Check each line below for the word "filename" and give the number of lines that have it, nothing more.

• [Source data]:
++++++++++++++++++++
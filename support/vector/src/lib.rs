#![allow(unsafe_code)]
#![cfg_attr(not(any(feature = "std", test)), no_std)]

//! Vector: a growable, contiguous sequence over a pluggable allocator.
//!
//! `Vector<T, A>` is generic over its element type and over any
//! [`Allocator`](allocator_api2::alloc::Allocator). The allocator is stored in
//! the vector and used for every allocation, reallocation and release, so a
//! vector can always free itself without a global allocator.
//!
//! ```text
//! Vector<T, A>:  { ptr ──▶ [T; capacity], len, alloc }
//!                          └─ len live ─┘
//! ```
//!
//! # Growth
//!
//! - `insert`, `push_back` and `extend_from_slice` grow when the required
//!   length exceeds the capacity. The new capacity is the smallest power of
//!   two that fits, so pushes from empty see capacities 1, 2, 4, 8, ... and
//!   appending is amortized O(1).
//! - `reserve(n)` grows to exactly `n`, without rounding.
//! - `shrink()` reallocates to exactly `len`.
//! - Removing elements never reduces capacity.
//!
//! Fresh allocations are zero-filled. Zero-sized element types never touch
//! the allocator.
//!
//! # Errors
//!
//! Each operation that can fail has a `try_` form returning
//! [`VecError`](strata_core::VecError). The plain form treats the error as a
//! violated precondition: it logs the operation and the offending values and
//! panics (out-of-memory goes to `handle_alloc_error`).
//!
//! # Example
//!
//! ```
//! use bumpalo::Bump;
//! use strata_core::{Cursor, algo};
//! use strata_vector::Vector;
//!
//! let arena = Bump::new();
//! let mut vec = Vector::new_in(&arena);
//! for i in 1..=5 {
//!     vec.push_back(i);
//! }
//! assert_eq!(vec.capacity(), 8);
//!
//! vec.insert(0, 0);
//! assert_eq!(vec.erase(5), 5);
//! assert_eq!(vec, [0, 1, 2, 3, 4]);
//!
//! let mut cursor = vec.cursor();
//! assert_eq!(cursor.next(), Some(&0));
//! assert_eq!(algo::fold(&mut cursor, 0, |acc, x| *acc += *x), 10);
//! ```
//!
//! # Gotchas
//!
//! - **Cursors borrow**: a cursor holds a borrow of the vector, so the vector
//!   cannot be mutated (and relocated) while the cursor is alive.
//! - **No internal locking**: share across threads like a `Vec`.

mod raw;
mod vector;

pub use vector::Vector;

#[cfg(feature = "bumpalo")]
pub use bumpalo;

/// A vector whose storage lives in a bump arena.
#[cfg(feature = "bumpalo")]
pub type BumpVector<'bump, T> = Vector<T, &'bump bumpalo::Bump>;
++++++++++++++++++++
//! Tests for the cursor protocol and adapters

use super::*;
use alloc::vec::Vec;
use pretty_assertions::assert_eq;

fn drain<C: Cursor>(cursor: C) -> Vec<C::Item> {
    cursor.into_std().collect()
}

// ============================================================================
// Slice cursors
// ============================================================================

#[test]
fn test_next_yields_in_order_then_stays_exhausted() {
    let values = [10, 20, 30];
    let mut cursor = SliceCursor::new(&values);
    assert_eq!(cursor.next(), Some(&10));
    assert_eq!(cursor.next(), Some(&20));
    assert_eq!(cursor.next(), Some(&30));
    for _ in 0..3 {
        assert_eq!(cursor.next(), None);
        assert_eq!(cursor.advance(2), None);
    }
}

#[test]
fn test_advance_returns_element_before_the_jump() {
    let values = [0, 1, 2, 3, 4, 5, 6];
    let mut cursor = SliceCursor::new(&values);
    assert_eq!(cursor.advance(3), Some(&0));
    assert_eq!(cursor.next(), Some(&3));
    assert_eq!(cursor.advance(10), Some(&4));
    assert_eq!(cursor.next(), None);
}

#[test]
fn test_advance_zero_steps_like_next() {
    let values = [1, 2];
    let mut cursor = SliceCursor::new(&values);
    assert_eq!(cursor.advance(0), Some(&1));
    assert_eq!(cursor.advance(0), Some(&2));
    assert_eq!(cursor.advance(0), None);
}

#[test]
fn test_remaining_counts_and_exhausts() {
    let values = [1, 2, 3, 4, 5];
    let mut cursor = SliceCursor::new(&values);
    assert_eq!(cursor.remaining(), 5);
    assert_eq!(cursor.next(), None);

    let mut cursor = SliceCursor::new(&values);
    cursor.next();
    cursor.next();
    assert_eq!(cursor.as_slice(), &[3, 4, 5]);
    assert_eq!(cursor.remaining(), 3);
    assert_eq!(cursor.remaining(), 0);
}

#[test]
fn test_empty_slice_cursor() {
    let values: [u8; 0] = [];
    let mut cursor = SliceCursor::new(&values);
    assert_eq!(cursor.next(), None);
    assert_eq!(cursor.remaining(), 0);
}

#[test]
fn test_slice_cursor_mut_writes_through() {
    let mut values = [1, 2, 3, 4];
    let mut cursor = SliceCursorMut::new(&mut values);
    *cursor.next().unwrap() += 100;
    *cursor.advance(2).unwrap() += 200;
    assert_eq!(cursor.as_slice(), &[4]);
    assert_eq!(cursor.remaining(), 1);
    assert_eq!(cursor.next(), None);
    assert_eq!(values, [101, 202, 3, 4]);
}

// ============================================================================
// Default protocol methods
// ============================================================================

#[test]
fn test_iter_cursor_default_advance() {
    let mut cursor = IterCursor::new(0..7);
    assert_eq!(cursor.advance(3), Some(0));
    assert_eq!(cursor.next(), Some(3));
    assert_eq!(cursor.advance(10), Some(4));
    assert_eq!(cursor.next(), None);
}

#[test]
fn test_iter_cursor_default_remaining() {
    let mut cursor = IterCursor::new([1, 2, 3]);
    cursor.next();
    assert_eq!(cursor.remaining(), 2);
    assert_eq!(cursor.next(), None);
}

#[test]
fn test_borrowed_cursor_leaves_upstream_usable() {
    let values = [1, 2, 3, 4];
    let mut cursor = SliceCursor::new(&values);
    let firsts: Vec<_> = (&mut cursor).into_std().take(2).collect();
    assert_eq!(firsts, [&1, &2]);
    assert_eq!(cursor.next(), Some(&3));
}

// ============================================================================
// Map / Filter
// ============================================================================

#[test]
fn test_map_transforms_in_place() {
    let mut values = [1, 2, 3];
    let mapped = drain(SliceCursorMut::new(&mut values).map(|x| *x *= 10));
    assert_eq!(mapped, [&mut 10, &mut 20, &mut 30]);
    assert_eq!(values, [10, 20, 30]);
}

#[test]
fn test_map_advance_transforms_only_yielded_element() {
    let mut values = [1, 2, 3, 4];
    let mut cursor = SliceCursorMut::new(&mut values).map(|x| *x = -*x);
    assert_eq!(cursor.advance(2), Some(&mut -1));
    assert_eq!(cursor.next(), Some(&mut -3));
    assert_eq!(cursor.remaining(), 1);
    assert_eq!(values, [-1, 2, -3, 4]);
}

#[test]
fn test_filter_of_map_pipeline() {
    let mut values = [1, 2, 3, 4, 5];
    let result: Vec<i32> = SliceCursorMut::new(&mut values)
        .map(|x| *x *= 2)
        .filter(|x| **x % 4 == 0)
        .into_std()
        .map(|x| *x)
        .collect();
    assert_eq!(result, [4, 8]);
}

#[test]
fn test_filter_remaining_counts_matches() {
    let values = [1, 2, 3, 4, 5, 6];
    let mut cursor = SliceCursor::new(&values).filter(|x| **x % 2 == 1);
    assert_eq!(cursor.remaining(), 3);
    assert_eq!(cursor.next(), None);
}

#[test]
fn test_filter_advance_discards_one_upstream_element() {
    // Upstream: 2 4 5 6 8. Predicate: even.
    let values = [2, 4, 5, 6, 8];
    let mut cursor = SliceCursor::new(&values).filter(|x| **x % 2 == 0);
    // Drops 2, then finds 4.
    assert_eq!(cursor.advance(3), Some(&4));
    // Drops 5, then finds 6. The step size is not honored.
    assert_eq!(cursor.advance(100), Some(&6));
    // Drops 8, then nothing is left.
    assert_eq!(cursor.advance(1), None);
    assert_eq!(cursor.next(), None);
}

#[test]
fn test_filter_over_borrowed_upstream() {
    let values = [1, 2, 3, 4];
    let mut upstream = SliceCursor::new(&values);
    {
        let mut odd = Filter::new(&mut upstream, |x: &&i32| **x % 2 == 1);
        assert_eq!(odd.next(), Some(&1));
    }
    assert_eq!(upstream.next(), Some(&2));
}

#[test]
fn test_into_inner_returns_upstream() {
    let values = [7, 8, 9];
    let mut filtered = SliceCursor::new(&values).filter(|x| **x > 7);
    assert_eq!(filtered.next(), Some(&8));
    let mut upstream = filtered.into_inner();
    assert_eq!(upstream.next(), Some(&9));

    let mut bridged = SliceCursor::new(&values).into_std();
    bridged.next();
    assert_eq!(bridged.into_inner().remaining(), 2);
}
++++++++++++++++++++
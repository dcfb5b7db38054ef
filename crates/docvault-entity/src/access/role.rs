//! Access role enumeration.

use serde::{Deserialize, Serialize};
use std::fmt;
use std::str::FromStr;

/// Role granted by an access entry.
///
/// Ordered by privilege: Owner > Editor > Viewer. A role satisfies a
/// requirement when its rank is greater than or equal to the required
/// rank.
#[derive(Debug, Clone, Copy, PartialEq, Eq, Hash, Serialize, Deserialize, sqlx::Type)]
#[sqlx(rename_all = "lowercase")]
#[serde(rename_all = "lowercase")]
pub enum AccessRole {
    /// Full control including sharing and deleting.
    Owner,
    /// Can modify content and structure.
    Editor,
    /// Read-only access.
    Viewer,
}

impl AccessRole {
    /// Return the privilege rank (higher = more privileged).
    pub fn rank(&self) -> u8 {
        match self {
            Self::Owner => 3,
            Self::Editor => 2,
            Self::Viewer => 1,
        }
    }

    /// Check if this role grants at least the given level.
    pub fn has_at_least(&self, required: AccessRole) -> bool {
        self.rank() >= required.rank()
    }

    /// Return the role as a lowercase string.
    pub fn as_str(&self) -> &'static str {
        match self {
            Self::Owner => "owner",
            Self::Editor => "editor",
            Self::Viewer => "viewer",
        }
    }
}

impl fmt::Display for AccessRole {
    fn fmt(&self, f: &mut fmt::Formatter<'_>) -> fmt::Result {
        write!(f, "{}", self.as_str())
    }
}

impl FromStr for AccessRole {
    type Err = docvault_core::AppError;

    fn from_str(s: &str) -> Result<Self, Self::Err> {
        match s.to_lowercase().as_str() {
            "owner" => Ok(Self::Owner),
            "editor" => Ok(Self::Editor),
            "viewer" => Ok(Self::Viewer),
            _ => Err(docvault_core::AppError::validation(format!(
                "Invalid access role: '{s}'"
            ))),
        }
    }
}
++++++++++++++++++++
• [Exercise result]: 2